As vacinas, um dos maiores avanços da saúde pública, estão enfrentando um desafio sem precedentes nos Estados Unidos. Desde que Robert F. Kennedy Jr. assumiu o cargo de secretário de Saúde em janeiro de 2025, a confiança pública nas vacinas tem sido minada por suas ações e declarações. Kennedy, conhecido por sua postura crítica em relação às vacinas, dissolveu comitês de supervisão e ignorou recomendações científicas, o que pode afetar gravemente o acesso e a pesquisa vacinal.
Em sete meses, Kennedy desmantelou a infraestrutura de vacinação dos EUA. Ele ignorou as diretrizes do Comitê Consultivo sobre Práticas de Imunização (ACIP) e dissolveu o comitê, substituindo seus membros por pessoas com opiniões antivacina. Essa mudança quebra décadas de precedentes, permitindo que o secretário escolha integrantes sem a verificação de conflitos de interesse. Em julho, os ex-membros do ACIP alertaram sobre uma “perturbação sísmica” no processo de recomendação de vacinas.
As consequências vão além da supervisão. Kennedy também cortou US$ 700 milhões em financiamento para vacinas, incluindo uma vacina contra a gripe aviária, e questionou a segurança de ingredientes como o hidróxido de alumínio. Essas ações podem desestimular empresas farmacêuticas a desenvolver vacinas nos EUA, afetando a inovação e o acesso, especialmente para famílias de baixa renda.

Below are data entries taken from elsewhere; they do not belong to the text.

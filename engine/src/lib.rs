//! Authoritative engine for a cooperative-competitive exploration game.
//!
//! A session walks through a fixed state machine: a waiting lobby, a pawn
//! placement round, the playing loop and a finished terminal state. During
//! play the board grows tile by tile across five floors, a disorder meter
//! gates what each pawn may do, and the cumulative action count pushes the
//! session through its three phases until one of the end conditions fires.
//!
//! The engine is deliberately transport-free. Callers submit [`actions::Action`]
//! values through [`actions::execute_action`] and relay the resulting
//! [`actions::ActionResult`] plus [`game::GameSnapshot`] to their clients;
//! snapshots serialize with serde so any wire format works.

pub mod actions;
pub mod board;
pub mod cards;
pub mod config;
pub mod game;
pub mod player;
pub mod registry;
pub mod rng;
pub mod rules;

pub use actions::{execute_action, Action, ActionData, ActionError, ActionResult};
pub use board::{Board, PathTile, PathTileType, Position, SpecialSquare, TilePosition};
pub use cards::{Card, CardEffect, CardType, Deck, Decks, EffectCard, EffectKind};
pub use config::GameConfig;
pub use game::{Game, GameEvent, GameOutcome, GameSnapshot, GameState, LobbyError};
pub use player::{Inventory, Player, PlayerId, PlayerSnapshot};
pub use registry::{GameRegistry, RegistryError};
pub use rng::GameRng;
pub use rules::GamePhase;
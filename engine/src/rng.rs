//! The session's single entropy source.
//!
//! Every probabilistic rule (dice, shuffles, corruption rolls, malfunction
//! checks) goes through [`GameRng`], so a seeded instance reproduces an
//! entire session deterministically.

use rand::rngs::StdRng;
use rand::seq::SliceRandom;
use rand::{Rng, SeedableRng};

use crate::rules::Die;

#[derive(Debug)]
pub struct GameRng {
    inner: StdRng,
}

impl GameRng {
    pub fn new() -> Self {
        Self {
            inner: StdRng::from_entropy(),
        }
    }

    pub fn seeded(seed: u64) -> Self {
        Self {
            inner: StdRng::seed_from_u64(seed),
        }
    }

    /// Rolls a die, returning a value in `1..=sides`.
    pub fn roll(&mut self, die: Die) -> u8 {
        self.inner.gen_range(1..=die.sides())
    }

    /// Independent check succeeding with the given probability.
    pub fn chance(&mut self, probability: f64) -> bool {
        self.inner.gen_bool(probability.clamp(0.0, 1.0))
    }

    pub fn shuffle<T>(&mut self, items: &mut [T]) {
        items.shuffle(&mut self.inner);
    }

    pub fn pick<'a, T>(&mut self, items: &'a [T]) -> Option<&'a T> {
        items.choose(&mut self.inner)
    }

    /// Uniform index into a non-empty collection.
    pub fn index(&mut self, len: usize) -> usize {
        self.inner.gen_range(0..len)
    }

    pub fn range(&mut self, low: i32, high: i32) -> i32 {
        self.inner.gen_range(low..high)
    }
}

impl Default for GameRng {
    fn default() -> Self {
        Self::new()
    }
}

A retórica de Kennedy tem um impacto global. Ao questionar a necessidade das vacinas infantis e atacar a credibilidade da comunidade científica, ele contribui para a diminuição da aceitação da vacinação, o que pode levar a surtos de doenças. A situação atual levanta preocupações sobre um possível retrocesso a uma era pré-vacinas, onde doenças evitáveis podem voltar a ameaçar a saúde pública.